5.14. De arts heeft aangevoerd dat zij de opmerkingen van klaagster niet negeerde, maar om goede redenen niet al haar wensen heeft uitgevoerd en dit ook heeft uitgelegd. Zij erkent dat de preoperatieve ruimte, waar ook anderen aanwezig zijn, niet de ideale plaats is om onderwerpen als de onderhavige te bespreken; zij stelt in dit verband dat zij pas in de ochtend van 8 december 2010 ervan op de hoogte kwam dat zij de ingrepen zou gaan uitvoeren, maar wel uitgebreid de tijd heeft genomen deze met klaagster te bespreken en dat dat zorgvuldig en professioneel is gebeurd. Zij stelt de gesprekken met klaagster gevoerd te hebben op een collegiale manier, omdat klaagster zelf coassistent was. Een opmerking over een douchebeurt kan zij zich niet herinneren. Wel heeft zij in het kader van de methode van verwijderen van de hechtingen – wel kort pijnlijk, maar daarna kan de patiënte snel weer alles doen wat zij wil – gezegd dat zij bij wijze van spreken die avond weer naar de disco kon. Zij heeft klaagster daarmee niet willen kwetsen. De arts stelt voorts dat zij waar de ingreep afweek van de afspraken op goede medische gronden heeft gehandeld en deze afwijkingen heeft besproken met klaagster. De tubatesten zijn niet uitgevoerd vanwege het risico op een zwangerschap, terwijl er bovendien geen kinderwens was. Het myoom is niet verwijderd omdat de daarvoor benodigde apparatuur in de desbetreffende vestiging van het ziekenhuis niet aanwezig is, het ook niet in alle gevallen wenselijk is om een myoom te verwijderen. Voorts heeft zij aangevoerd dat zij normaal gesproken een patiënt voor een labiareductie voorafgaand aan een operatie zelf op de polikliniek ziet, dat dat hier niet was gebeurd om organisatorische redenen, verband houdende met de twee locaties van het ziekenhuis en het verplaatsen van de operatie naar andere datum en daarmee andere locatie, zodat zij niet bij de voorbespreking aanwezig was geweest. Zij stelt dat dit naar aanleiding van deze casus is veranderd en dat dit als gevolg van de verhuizing in mei 2011 naar één locatie zo niet meer kan gebeuren.

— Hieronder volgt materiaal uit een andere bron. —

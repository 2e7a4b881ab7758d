//! Discovery of externally supplied hook clauses.
//!
//! A hook clause is described by a `<name>.clause.json` definition
//! file and backed by an executable. Definitions that cannot be parsed
//! or whose executable is missing are logged and dropped rather than
//! aborting the run.

use super::Clause;
use crate::config::types::{ErrorLevel, LifecyclePoint, Result, VetboxError};
use log::{debug, warn};
use serde::Deserialize;
use std::collections::BTreeSet;
use std::path::{Path, PathBuf};

/// Suffix that marks a file as a hook clause definition.
pub const DEFINITION_SUFFIX: &str = ".clause.json";

#[derive(Debug, Deserialize)]
#[serde(deny_unknown_fields)]
struct HookDefinition {
    name: String,
    #[serde(default)]
    title: Option<String>,
    #[serde(default)]
    description: Option<String>,
    lifecycle_point: String,
    #[serde(default)]
    error_level: Option<String>,
    /// Path to the executable; relative paths resolve against the
    /// definition file's directory. Defaults to a sibling file with
    /// the definition suffix stripped.
    #[serde(default)]
    command: Option<PathBuf>,
    #[serde(default)]
    tags: Vec<String>,
    #[serde(default)]
    dependencies: Vec<String>,
    #[serde(default)]
    dependants: Vec<String>,
    #[serde(default)]
    before: Vec<String>,
    #[serde(default)]
    after: Vec<String>,
}

/// Walk `dir` recursively and build a clause for every valid hook
/// definition found. Discovery order is deterministic: entries are
/// visited in name order.
pub fn load_hook_clauses(dir: &Path) -> Result<Vec<Clause>> {
    if !dir.is_dir() {
        return Err(VetboxError::HookDefinition(format!(
            "hook directory {} does not exist",
            dir.display()
        )));
    }
    let mut clauses = Vec::new();
    walk(dir, &mut clauses);
    Ok(clauses)
}

/// One level of the discovery walk. Directories that cannot be read
/// are logged and skipped, like any other broken definition; they
/// never abort discovery.
fn walk(dir: &Path, clauses: &mut Vec<Clause>) {
    let entries = match std::fs::read_dir(dir) {
        Ok(entries) => entries,
        Err(e) => {
            warn!("skipping unreadable directory {}: {}", dir.display(), e);
            return;
        }
    };
    let mut entries: Vec<PathBuf> = entries.filter_map(|e| e.ok().map(|e| e.path())).collect();
    entries.sort();
    for path in entries {
        if path.is_dir() {
            walk(&path, clauses);
        } else if path
            .file_name()
            .and_then(|n| n.to_str())
            .map(|n| n.ends_with(DEFINITION_SUFFIX))
            .unwrap_or(false)
        {
            match load_definition(&path) {
                Ok(clause) => {
                    debug!("loaded hook clause {} from {}", clause.name, path.display());
                    clauses.push(clause);
                }
                Err(e) => warn!("dropping hook definition {}: {}", path.display(), e),
            }
        }
    }
}

fn load_definition(path: &Path) -> Result<Clause> {
    let text = std::fs::read_to_string(path)?;
    let def: HookDefinition = serde_json::from_str(&text)
        .map_err(|e| VetboxError::HookDefinition(e.to_string()))?;

    let point: LifecyclePoint = def
        .lifecycle_point
        .parse()
        .map_err(VetboxError::HookDefinition)?;
    let level = match &def.error_level {
        Some(level) => level.parse().map_err(VetboxError::HookDefinition)?,
        None => ErrorLevel::Unused,
    };

    let command = resolve_command(path, def.command.as_deref())?;

    let mut clause = Clause::hook(&def.name, point, command).with_level(level);
    if let Some(title) = def.title {
        clause.title = title;
    }
    if let Some(description) = def.description {
        clause.description = description;
    }
    clause.tags = to_set(def.tags);
    clause.dependencies = to_set(def.dependencies);
    clause.dependants = to_set(def.dependants);
    clause.before = to_set(def.before);
    clause.after = to_set(def.after);
    Ok(clause)
}

fn to_set(items: Vec<String>) -> BTreeSet<String> {
    items.into_iter().collect()
}

fn resolve_command(definition: &Path, command: Option<&Path>) -> Result<PathBuf> {
    let resolved = match command {
        Some(command) if command.is_absolute() => command.to_path_buf(),
        Some(command) => definition
            .parent()
            .unwrap_or_else(|| Path::new("."))
            .join(command),
        None => {
            // foo.clause.json runs the sibling executable foo.
            let name = definition
                .file_name()
                .and_then(|n| n.to_str())
                .and_then(|n| n.strip_suffix(DEFINITION_SUFFIX))
                .ok_or_else(|| {
                    VetboxError::HookDefinition("definition file has no usable name".to_string())
                })?;
            definition
                .parent()
                .unwrap_or_else(|| Path::new("."))
                .join(name)
        }
    };
    if !is_executable(&resolved) {
        return Err(VetboxError::HookDefinition(format!(
            "{} is not an executable file",
            resolved.display()
        )));
    }
    Ok(resolved)
}

#[cfg(unix)]
fn is_executable(path: &Path) -> bool {
    use std::os::unix::fs::PermissionsExt;
    match std::fs::metadata(path) {
        Ok(meta) => meta.is_file() && meta.permissions().mode() & 0o111 != 0,
        Err(_) => false,
    }
}

#[cfg(not(unix))]
fn is_executable(path: &Path) -> bool {
    path.is_file()
}

#[cfg(test)]
mod tests {
    use super::*;
    use crate::contract::ClauseCheck;
    use std::fs;
    use std::os::unix::fs::PermissionsExt;

    fn write_executable(dir: &Path, name: &str) -> PathBuf {
        let path = dir.join(name);
        fs::write(&path, "#!/bin/sh\nexit 0\n").unwrap();
        fs::set_permissions(&path, fs::Permissions::from_mode(0o755)).unwrap();
        path
    }

    #[test]
    fn test_loads_definition_with_sibling_command() {
        let dir = tempfile::tempdir().unwrap();
        let script = write_executable(dir.path(), "check-metrics");
        fs::write(
            dir.path().join("check-metrics.clause.json"),
            r#"{
                "name": "check-metrics",
                "title": "Metrics endpoint",
                "lifecycle_point": "POST_START",
                "error_level": "WARNING",
                "tags": ["metrics"],
                "dependencies": ["health-check"]
            }"#,
        )
        .unwrap();

        let clauses = load_hook_clauses(dir.path()).unwrap();
        assert_eq!(clauses.len(), 1);
        let clause = &clauses[0];
        assert_eq!(clause.name, "check-metrics");
        assert_eq!(clause.point, LifecyclePoint::PostStart);
        assert_eq!(clause.level, ErrorLevel::Warning);
        assert!(clause.dependencies.contains("health-check"));
        match &clause.check {
            ClauseCheck::Hook { command } => assert_eq!(command, &script),
            other => panic!("expected hook check, got {other:?}"),
        }
    }

    #[test]
    fn test_explicit_relative_command_resolves_against_definition_dir() {
        let dir = tempfile::tempdir().unwrap();
        let script = write_executable(dir.path(), "run.sh");
        fs::write(
            dir.path().join("probe.clause.json"),
            r#"{"name": "probe", "lifecycle_point": "PRE_START", "command": "run.sh"}"#,
        )
        .unwrap();

        let clauses = load_hook_clauses(dir.path()).unwrap();
        assert_eq!(clauses.len(), 1);
        assert_eq!(clauses[0].level, ErrorLevel::Unused);
        match &clauses[0].check {
            ClauseCheck::Hook { command } => assert_eq!(command, &script),
            other => panic!("expected hook check, got {other:?}"),
        }
    }

    #[test]
    fn test_malformed_definition_is_dropped() {
        let dir = tempfile::tempdir().unwrap();
        write_executable(dir.path(), "good");
        fs::write(
            dir.path().join("good.clause.json"),
            r#"{"name": "good", "lifecycle_point": "POST_START"}"#,
        )
        .unwrap();
        fs::write(dir.path().join("bad.clause.json"), "{not json").unwrap();

        let clauses = load_hook_clauses(dir.path()).unwrap();
        assert_eq!(clauses.len(), 1);
        assert_eq!(clauses[0].name, "good");
    }

    #[test]
    fn test_unknown_lifecycle_point_is_dropped() {
        let dir = tempfile::tempdir().unwrap();
        write_executable(dir.path(), "probe");
        fs::write(
            dir.path().join("probe.clause.json"),
            r#"{"name": "probe", "lifecycle_point": "MID_FLIGHT"}"#,
        )
        .unwrap();
        assert!(load_hook_clauses(dir.path()).unwrap().is_empty());
    }

    #[test]
    fn test_non_executable_command_is_dropped() {
        let dir = tempfile::tempdir().unwrap();
        let path = dir.path().join("probe");
        fs::write(&path, "not executable").unwrap();
        fs::set_permissions(&path, fs::Permissions::from_mode(0o644)).unwrap();
        fs::write(
            dir.path().join("probe.clause.json"),
            r#"{"name": "probe", "lifecycle_point": "POST_START"}"#,
        )
        .unwrap();
        assert!(load_hook_clauses(dir.path()).unwrap().is_empty());
    }

    #[test]
    fn test_definitions_in_subdirectories_are_found() {
        let dir = tempfile::tempdir().unwrap();
        let sub = dir.path().join("checks");
        fs::create_dir(&sub).unwrap();
        write_executable(&sub, "nested");
        fs::write(
            sub.join("nested.clause.json"),
            r#"{"name": "nested", "lifecycle_point": "POST_STOP"}"#,
        )
        .unwrap();

        let clauses = load_hook_clauses(dir.path()).unwrap();
        assert_eq!(clauses.len(), 1);
        assert_eq!(clauses[0].point, LifecyclePoint::PostStop);
    }

    #[test]
    fn test_missing_directory_is_an_error() {
        assert!(load_hook_clauses(Path::new("/nonexistent/hooks")).is_err());
    }

    #[test]
    fn test_unreadable_subdirectory_does_not_abort_discovery() {
        let dir = tempfile::tempdir().unwrap();
        write_executable(dir.path(), "survivor");
        fs::write(
            dir.path().join("survivor.clause.json"),
            r#"{"name": "survivor", "lifecycle_point": "POST_START"}"#,
        )
        .unwrap();
        let locked = dir.path().join("locked");
        fs::create_dir(&locked).unwrap();
        fs::set_permissions(&locked, fs::Permissions::from_mode(0o000)).unwrap();

        let clauses = load_hook_clauses(dir.path()).unwrap();
        assert_eq!(clauses.len(), 1);
        assert_eq!(clauses[0].name, "survivor");

        // Restore so the tempdir can be cleaned up.
        fs::set_permissions(&locked, fs::Permissions::from_mode(0o755)).unwrap();
    }
}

5.15. De inhoudelijke uitwisseling van argumenten over en weer en de uitgebreide verantwoording van de kant van de arts van haar handelwijze – ook ten aanzien van het afwijkende beleid – leiden tot het oordeel van het College dat er onvoldoende feiten en omstandigheden zijn die de stelling van klaagster in deze beamen. Daarom zijn deze klachtonderdelen ongegrond.

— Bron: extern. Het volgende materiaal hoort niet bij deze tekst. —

//! Sandbox orchestration: the paired API-emulation and application
//! containers for one run, plus their lifecycle state.

pub mod container;
#[allow(clippy::module_inception)]
pub mod sandbox;

pub use container::Container;
pub use sandbox::ContainerSandbox;

use std::sync::atomic::{AtomicBool, Ordering};
use std::sync::Arc;

/// Lifecycle state of a sandbox run.
///
/// Transitions are monotonic along `Created -> Starting -> Running ->
/// Stopping -> Stopped`; `Failed` absorbs from any non-terminal state.
/// Reaching `Stopped` or `Failed` guarantees both containers have been
/// removed from the runtime.
#[derive(Clone, Copy, Debug, PartialEq, Eq)]
pub enum SandboxState {
    Created,
    Starting,
    Running,
    Stopping,
    Stopped,
    Failed,
}

impl SandboxState {
    pub fn is_terminal(self) -> bool {
        matches!(self, SandboxState::Stopped | SandboxState::Failed)
    }
}

/// Cooperative cancellation flag, shared between the sandbox's blocking
/// readiness poll and whatever wants to abort the run (typically the
/// signal handler). Setting it is async-signal-safe.
#[derive(Clone, Default)]
pub struct CancelFlag(Arc<AtomicBool>);

impl CancelFlag {
    pub fn new() -> Self {
        Self::default()
    }

    pub fn cancel(&self) {
        self.0.store(true, Ordering::SeqCst);
    }

    pub fn is_canceled(&self) -> bool {
        self.0.load(Ordering::SeqCst)
    }
}
/// Core types and structures for the vetbox system
use serde::{Deserialize, Serialize};
use std::path::PathBuf;
use std::str::FromStr;
use std::time::Duration;
use thiserror::Error;

/// Points in the sandbox lifecycle at which clauses may be scheduled.
///
/// The ordering is the execution timeline: all clauses bound to an
/// earlier point resolve before the sandbox advances to the next one.
/// `Start` and `Stop` are singular points that admit at most one clause.
#[derive(Clone, Copy, Debug, Serialize, Deserialize, PartialEq, Eq, PartialOrd, Ord, Hash)]
pub enum LifecyclePoint {
    #[serde(rename = "PRE_START")]
    PreStart,
    #[serde(rename = "START")]
    Start,
    #[serde(rename = "POST_START")]
    PostStart,
    #[serde(rename = "STOP")]
    Stop,
    #[serde(rename = "POST_STOP")]
    PostStop,
}

impl LifecyclePoint {
    /// The full timeline in execution order.
    pub const TIMELINE: [LifecyclePoint; 5] = [
        LifecyclePoint::PreStart,
        LifecyclePoint::Start,
        LifecyclePoint::PostStart,
        LifecyclePoint::Stop,
        LifecyclePoint::PostStop,
    ];

    /// Points that admit at most one clause.
    pub const SINGULAR: [LifecyclePoint; 2] = [LifecyclePoint::Start, LifecyclePoint::Stop];

    pub fn is_singular(self) -> bool {
        Self::SINGULAR.contains(&self)
    }

    pub fn name(self) -> &'static str {
        match self {
            LifecyclePoint::PreStart => "Pre Start",
            LifecyclePoint::Start => "Start",
            LifecyclePoint::PostStart => "Post Start",
            LifecyclePoint::Stop => "Stop",
            LifecyclePoint::PostStop => "Post Stop",
        }
    }
}

impl FromStr for LifecyclePoint {
    type Err = String;

    fn from_str(s: &str) -> std::result::Result<Self, String> {
        match s {
            "PRE_START" => Ok(LifecyclePoint::PreStart),
            "START" => Ok(LifecyclePoint::Start),
            "POST_START" => Ok(LifecyclePoint::PostStart),
            "STOP" => Ok(LifecyclePoint::Stop),
            "POST_STOP" => Ok(LifecyclePoint::PostStop),
            other => Err(format!("unknown lifecycle point: {}", other)),
        }
    }
}

impl std::fmt::Display for LifecyclePoint {
    fn fmt(&self, f: &mut std::fmt::Formatter<'_>) -> std::fmt::Result {
        f.write_str(self.name())
    }
}

/// Severity of a clause failure.
///
/// FATAL: the container absolutely will not work in production
///     (not listening on its port, failing health checks).
/// WARNING: the container will possibly exhibit unexpected behavior
///     (malformed access logs, disabled health checking).
/// UNUSED: no real error; the container just isn't taking full
///     advantage of the runtime contract. Other clauses may still
///     depend on UNUSED clauses.
#[derive(Clone, Copy, Debug, Serialize, Deserialize, PartialEq, Eq, PartialOrd, Ord, Hash)]
pub enum ErrorLevel {
    #[serde(rename = "UNUSED")]
    Unused,
    #[serde(rename = "WARNING")]
    Warning,
    #[serde(rename = "FATAL")]
    Fatal,
}

impl ErrorLevel {
    pub fn name(self) -> &'static str {
        match self {
            ErrorLevel::Fatal => "FATAL",
            ErrorLevel::Warning => "WARNING",
            ErrorLevel::Unused => "UNUSED",
        }
    }
}

impl FromStr for ErrorLevel {
    type Err = String;

    fn from_str(s: &str) -> std::result::Result<Self, String> {
        match s {
            "FATAL" => Ok(ErrorLevel::Fatal),
            "WARNING" => Ok(ErrorLevel::Warning),
            "UNUSED" => Ok(ErrorLevel::Unused),
            other => Err(format!("unknown error level: {}", other)),
        }
    }
}

impl std::fmt::Display for ErrorLevel {
    fn fmt(&self, f: &mut std::fmt::Formatter<'_>) -> std::fmt::Result {
        f.write_str(self.name())
    }
}

/// Sandbox configuration
#[derive(Clone, Debug, Serialize, Deserialize)]
pub struct SandboxConfig {
    /// Path to the application's configuration file. At least one of
    /// `config_file` and `image` must be set. When `image` is not set,
    /// the directory containing the config file must also hold the
    /// Dockerfile used to build the application image.
    pub config_file: Option<PathBuf>,
    /// Pre-built application image to run instead of building one.
    pub image: Option<String>,
    /// Application id handed to the API container. Controls which
    /// backing store the emulated services use between runs.
    pub app_id: String,
    /// Host port mapped to the application's listening port.
    pub application_port: u16,
    /// Port inside the API container that the emulated API server
    /// binds to. Internal to the shared network stack.
    pub api_port: u16,
    /// Base image the API container image is layered on top of.
    pub api_base_image: String,
    /// Seconds to wait for the application to become reachable.
    pub timeout_secs: u64,
    /// Skip the image build cache.
    pub nocache: bool,
}

/// Port the application is expected to listen on inside its container.
pub const APPLICATION_CONTAINER_PORT: u16 = 8080;

impl Default for SandboxConfig {
    fn default() -> Self {
        Self {
            config_file: None,
            image: None,
            app_id: format!("vetbox-{}", uuid::Uuid::new_v4().simple()),
            application_port: 8080,
            api_port: 10000,
            api_base_image: "vetbox/api-base".to_string(),
            timeout_secs: 30,
            nocache: false,
        }
    }
}

impl SandboxConfig {
    /// Fail fast on configurations that cannot produce a runnable sandbox.
    pub fn validate(&self) -> Result<()> {
        if self.config_file.is_none() && self.image.is_none() {
            return Err(VetboxError::Config(
                "at least one of config_file and image must be specified".to_string(),
            ));
        }
        if self.timeout_secs == 0 {
            return Err(VetboxError::Config(
                "readiness timeout cannot be zero".to_string(),
            ));
        }
        if let Some(path) = &self.config_file {
            if !path.is_file() {
                return Err(VetboxError::Config(format!(
                    "config file not found: {}",
                    path.display()
                )));
            }
        }
        Ok(())
    }

    /// Root directory of the application, derived from the config file
    /// location. Only meaningful for config-file targets.
    pub fn app_directory(&self) -> Option<PathBuf> {
        let conf = self.config_file.as_ref()?;
        conf.parent().map(|p| p.to_path_buf())
    }

    pub fn readiness_timeout(&self) -> Duration {
        Duration::from_secs(self.timeout_secs)
    }
}

/// Custom error types for vetbox
#[derive(Error, Debug)]
pub enum VetboxError {
    #[error("IO error: {0}")]
    Io(#[from] std::io::Error),

    #[error("image build failed: {0}")]
    Build(String),

    #[error("application did not become reachable within {0} seconds")]
    StartTimeout(u64),

    #[error("contract graph error: {0}")]
    Graph(String),

    #[error("hook definition error: {0}")]
    HookDefinition(String),

    #[error("clause execution error: {0}")]
    ClauseExecution(String),

    #[error("container runtime error: {0}")]
    Runtime(String),

    #[error("configuration error: {0}")]
    Config(String),

    #[error("run canceled")]
    Canceled,
}

impl VetboxError {
    /// Whether this error aborts the run as a whole (as opposed to
    /// being absorbed into a single clause's result).
    pub fn is_fatal(&self) -> bool {
        !matches!(
            self,
            VetboxError::HookDefinition(_) | VetboxError::ClauseExecution(_)
        )
    }
}

/// Result type alias for vetbox operations
pub type Result<T> = std::result::Result<T, VetboxError>;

5.16. Naar het oordeel van het College heeft de arts het operatiebeleid op goed verdedigbare medische gronden gewijzigd. Het College acht het bespreken daarvan met de patiënte pas direct voorafgaand aan de operatie en dan nog in aanwezigheid van andere patiënten, zoals hier is gebeurd, ongewenst. In de gegeven omstandigheden, waaronder de mededeling van de arts dat dit naar aanleiding van deze casus is veranderd en dat het als gevolg van de verhuizing naar één locatie zo niet meer kan gebeuren, is er op dit punt geen aanleiding voor tuchtrechtelijk ingrijpen.

Deze onderdelen van de klacht zijn dan ook ongegrond.

6. De beslissing

Het Regionaal Tuchtcollege voor de Gezondheidszorg te ’s-Gravenhage beslist als volgt:

wijst de klacht af.

Deze beslissing is gegeven door: mr. J.S.W. Holtrop, voorzitter, mr. L.J. Sarlemijn, lid-jurist, prof.dr. M.E. Vierhout, J. Edwards van Muijen en dr. B. van Ek, leden-artsen, bijgestaan door mr. I.C.M. Spitters-Vermeulen, secretaris, en uitgesproken ter openbare terechtzitting van 5 maart 2013.

voorzitter secretaris

Tegen deze beslissing kan binnen zes weken na de dag van verzending van het afschrift ervan schriftelijk hoger beroep worden ingesteld bij het Centrale Tuchtcollege voor de Gezond­heidszorg door:

a. de klager en/of klaagster, voorzover de klacht is afgewezen, of voorzover hij/zij niet-ontvankelijk is verklaard;

b. degene over wie is geklaagd;

c. de hoofdinspecteur of de regionale inspecteur van de volksgezondheid, wie de aangelegenheid uit hoofde van de hun toevertrouwde belangen aangaat.

Het tot het Centrale Tuchtcollege voor de Gezondheidszorg gerichte beroep­schrift wordt ingezon­den bij de secretaris van het Regionaal Tuchtcolle­ge voor de Gezondheidszorg te

's-Gravenhage, door wie het binnen de beroepstermijn moet zijn ontvangen.